“Thank you for this,” Gianna said, pulling her jacket tighter against the wind. “For dinner, for listening, for being someone I can talk to about work without feeling judged.”
“You never have to thank me for that.” The words came out rougher than I intended. “I like listening to you talk. About work, about anything.”
She looked up at me. Our gazes locked. My breath caught, and I was distinctly aware of my heart beating too fast.
Then she stepped closer and hugged me briefly. Just a moment of warmth and contact that ended before I could properly process it.
“Goodnight, Archie.”
“Goodnight, Gianna.”
I watched her walk away until she disappeared around the corner, then I started walking in the opposite direction without any clear destination in mind.

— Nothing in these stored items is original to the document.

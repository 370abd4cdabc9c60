//! One-shot scored list of road-building candidates
//!
//! Built fresh for every shortcut-road search from one origin flag and
//! discarded after the winner (if any) is chosen. The score favors
//! candidates that shorten logistics while penalizing physically long new
//! roads:
//!
//! `different_economy * 2000 + (start_dist - cand_dist)
//!  + (flag_to_flag_dist - 2 * possible_road_dist)`

use crate::core::types::{Coords, FlagId};

/// Assumed current road distance when the candidate sits in another economy
/// and no road connection exists at all
const DISCONNECTED_ROAD_DIST: u32 = 500;
/// Score bonus for connecting a separate economy
const DIFFERENT_ECONOMY_BONUS: i32 = 2000;

/// One reachable flag considered as road target
#[derive(Debug, Clone)]
pub struct FlagCandidate {
    pub flag: FlagId,
    pub coords: Coords,
    /// Candidate belongs to an economy not yet connected to ours
    pub different_economy: bool,
    /// Candidate flag's cached distance to its nearest warehouse
    pub dist_to_warehouse: u32,
    /// Current road distance between origin and candidate, if connected
    pub flag_to_flag_dist: Option<u32>,
    /// Length of a feasible new road; unset means unbuildable
    pub possible_road_dist: Option<u32>,
    pub air_dist: u32,
}

impl FlagCandidate {
    /// Candidate score given the origin flag's distance to its warehouse
    ///
    /// Only meaningful once `possible_road_dist` is set.
    pub fn score(&self, start_dist: u32) -> i32 {
        let possible = self
            .possible_road_dist
            .expect("score of candidate without feasible road");
        let current = self.flag_to_flag_dist.unwrap_or(DISCONNECTED_ROAD_DIST);
        let economy_bonus = if self.different_economy {
            DIFFERENT_ECONOMY_BONUS
        } else {
            0
        };
        economy_bonus + (start_dist as i32 - self.dist_to_warehouse as i32)
            + (current as i32 - 2 * possible as i32)
    }
}

/// Candidate list for one road search
#[derive(Debug)]
pub struct FlagCandidates {
    /// Origin flag's distance to its nearest warehouse
    start_dist: u32,
    candidates: Vec<FlagCandidate>,
}

impl FlagCandidates {
    pub fn new(start_dist: u32) -> Self {
        Self {
            start_dist,
            candidates: Vec::new(),
        }
    }

    pub fn start_dist(&self) -> u32 {
        self.start_dist
    }

    /// Register a candidate; duplicates are ignored
    pub fn add(
        &mut self,
        flag: FlagId,
        coords: Coords,
        different_economy: bool,
        dist_to_warehouse: u32,
        air_dist: u32,
    ) -> bool {
        if self.has_candidate(flag) {
            return false;
        }
        self.candidates.push(FlagCandidate {
            flag,
            coords,
            different_economy,
            dist_to_warehouse,
            flag_to_flag_dist: None,
            possible_road_dist: None,
            air_dist,
        });
        true
    }

    pub fn has_candidate(&self, flag: FlagId) -> bool {
        self.candidates.iter().any(|c| c.flag == flag)
    }

    pub fn set_road_distance(&mut self, flag: FlagId, distance: u32) {
        if let Some(candidate) = self.candidates.iter_mut().find(|c| c.flag == flag) {
            candidate.flag_to_flag_dist = Some(distance);
        }
    }

    /// Mark the candidate buildable with the given feasible road length
    pub fn set_road_possible(&mut self, flag: FlagId, length: u32) {
        if let Some(candidate) = self.candidates.iter_mut().find(|c| c.flag == flag) {
            candidate.possible_road_dist = Some(length);
        }
    }

    /// Nearest-first order for the expensive feasibility probes
    pub fn sort_by_air_distance(&mut self) {
        self.candidates.sort_by_key(|c| c.air_dist);
    }

    /// Best buildable candidate clearing the threshold
    ///
    /// Candidates without a feasible road length never win; ties break by
    /// insertion order.
    pub fn get_winner(&self, min_score: i32) -> Option<&FlagCandidate> {
        let mut winner: Option<(&FlagCandidate, i32)> = None;
        for candidate in &self.candidates {
            if candidate.possible_road_dist.is_none() {
                continue;
            }
            let score = candidate.score(self.start_dist);
            if score < min_score {
                continue;
            }
            match winner {
                Some((_, best)) if score <= best => {}
                _ => winner = Some((candidate, score)),
            }
        }
        winner.map(|(candidate, _)| candidate)
    }

    pub fn count(&self) -> usize {
        self.candidates.len()
    }

    pub fn iter(&self) -> impl Iterator<Item = &FlagCandidate> {
        self.candidates.iter()
    }
}

#[cfg(test)]
mod tests {
    use super::*;

    fn coords() -> Coords {
        Coords::new(0, 0)
    }

    #[test]
    fn test_no_feasible_road_no_winner() {
        let mut candidates = FlagCandidates::new(10);
        candidates.add(FlagId(1), coords(), false, 5, 3);
        candidates.set_road_distance(FlagId(1), 5);
        // possible_road_dist never set
        assert!(candidates.get_winner(i32::MIN).is_none());
    }

    #[test]
    fn test_score_formula_exact() {
        let mut candidates = FlagCandidates::new(10);
        candidates.add(FlagId(1), coords(), true, 4, 3);
        candidates.set_road_distance(FlagId(1), 7);
        candidates.set_road_possible(FlagId(1), 3);
        let candidate = candidates.iter().next().unwrap();
        // 2000 + (10 - 4) + (7 - 2*3) = 2007
        assert_eq!(candidate.score(10), 2007);
    }

    #[test]
    fn test_shorter_feasible_road_wins() {
        // Identical starting distance (10) and current road distance (5);
        // A needs a road of 4, B one of 2 - B must win.
        let mut candidates = FlagCandidates::new(10);
        candidates.add(FlagId(1), coords(), false, 10, 4);
        candidates.add(FlagId(2), coords(), false, 10, 4);
        candidates.set_road_distance(FlagId(1), 5);
        candidates.set_road_distance(FlagId(2), 5);
        candidates.set_road_possible(FlagId(1), 4);
        candidates.set_road_possible(FlagId(2), 2);
        let winner = candidates.get_winner(i32::MIN).expect("winner expected");
        assert_eq!(winner.flag, FlagId(2));
    }

    #[test]
    fn test_threshold_filters_winner() {
        let mut candidates = FlagCandidates::new(10);
        candidates.add(FlagId(1), coords(), false, 10, 4);
        candidates.set_road_distance(FlagId(1), 5);
        candidates.set_road_possible(FlagId(1), 2);
        // Score: (10-10) + (5-4) = 1
        assert!(candidates.get_winner(2).is_none());
        assert!(candidates.get_winner(1).is_some());
    }

    #[test]
    fn test_tie_breaks_by_insertion_order() {
        let mut candidates = FlagCandidates::new(10);
        candidates.add(FlagId(7), coords(), false, 10, 4);
        candidates.add(FlagId(8), coords(), false, 10, 4);
        for flag in [FlagId(7), FlagId(8)] {
            candidates.set_road_distance(flag, 6);
            candidates.set_road_possible(flag, 3);
        }
        let winner = candidates.get_winner(i32::MIN).expect("winner expected");
        assert_eq!(winner.flag, FlagId(7));
    }

    #[test]
    fn test_duplicate_candidates_rejected() {
        let mut candidates = FlagCandidates::new(10);
        assert!(candidates.add(FlagId(1), coords(), false, 5, 3));
        assert!(!candidates.add(FlagId(1), coords(), false, 5, 3));
        assert_eq!(candidates.count(), 1);
    }

    #[test]
    fn test_sort_by_air_distance() {
        let mut candidates = FlagCandidates::new(10);
        candidates.add(FlagId(1), coords(), false, 5, 9);
        candidates.add(FlagId(2), coords(), false, 5, 2);
        candidates.sort_by_air_distance();
        let first = candidates.iter().next().unwrap();
        assert_eq!(first.flag, FlagId(2));
    }

    #[test]
    fn test_different_economy_dominates() {
        let mut candidates = FlagCandidates::new(10);
        candidates.add(FlagId(1), coords(), false, 2, 3);
        candidates.add(FlagId(2), coords(), true, 30, 3);
        candidates.set_road_distance(FlagId(1), 8);
        candidates.set_road_possible(FlagId(1), 2);
        candidates.set_road_possible(FlagId(2), 9);
        let winner = candidates.get_winner(i32::MIN).expect("winner expected");
        assert_eq!(winner.flag, FlagId(2));
    }
}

The city moved around me with its usual indifference. People heading home from work, couples walking hand in hand, someone shouting at a taxi that had almost hit them. Normal life continuing while mine fell apart in slow motion.
I thought about what would happen when Gianna won her case. When she realized that Devlin Holdings had somehow sabotaged themselves. When she eventually learned that the CEO of the company she was fighting had been helping her win.
When she learned that CEO was me.
Would she see it as redemption or manipulation? As trying to fix things or just trying to ease my own guilt?
I didn’t know. And that uncertainty was killing me.
But I knew with absolute certainty that I was in love with her. With her determination, her intelligence, her capacity to turn pain into purpose. With the way she looked at me like I might be good when I knew I wasn’t.
With everything she was and everything she’d fought to become.
And I still didn’t know how to deserve her.
She was the only person who’d ever made me want to be better than I actually was.
CHAPTER 12
Gianna
The documents shouldn’t have existedat all.
I sat in the legal aid clinic library at eight p.m. on a Thursday, staring at discovery materials that had appeared in our case file as if by magic. Internal Devlin Holdings communications, procedural timelines with unexplained gaps, compliance reviews that somehow delayed their own strategy.
Everything we needed, handed to us on a silver platter.
Professor Diane had called it luck when I showed her earlier. Sam called it suspicious over dinner. I didn’t know what to call it except deeply weird.
My phone buzzed with a text from Sam.
Sam
Still at the library? You’re going to turn into a book.
Gianna
Books are more reliable than people.
Sam
Harsh. Also true. Go home before you forget what your apartment looks like.
I gathered my materials and stepped out into cool air that bit through my jacket. The subway ride home gave me time—about the case, the strange pattern of favorable developments, Sam’s joke that maybe we had a mole inside Devlin Holdings.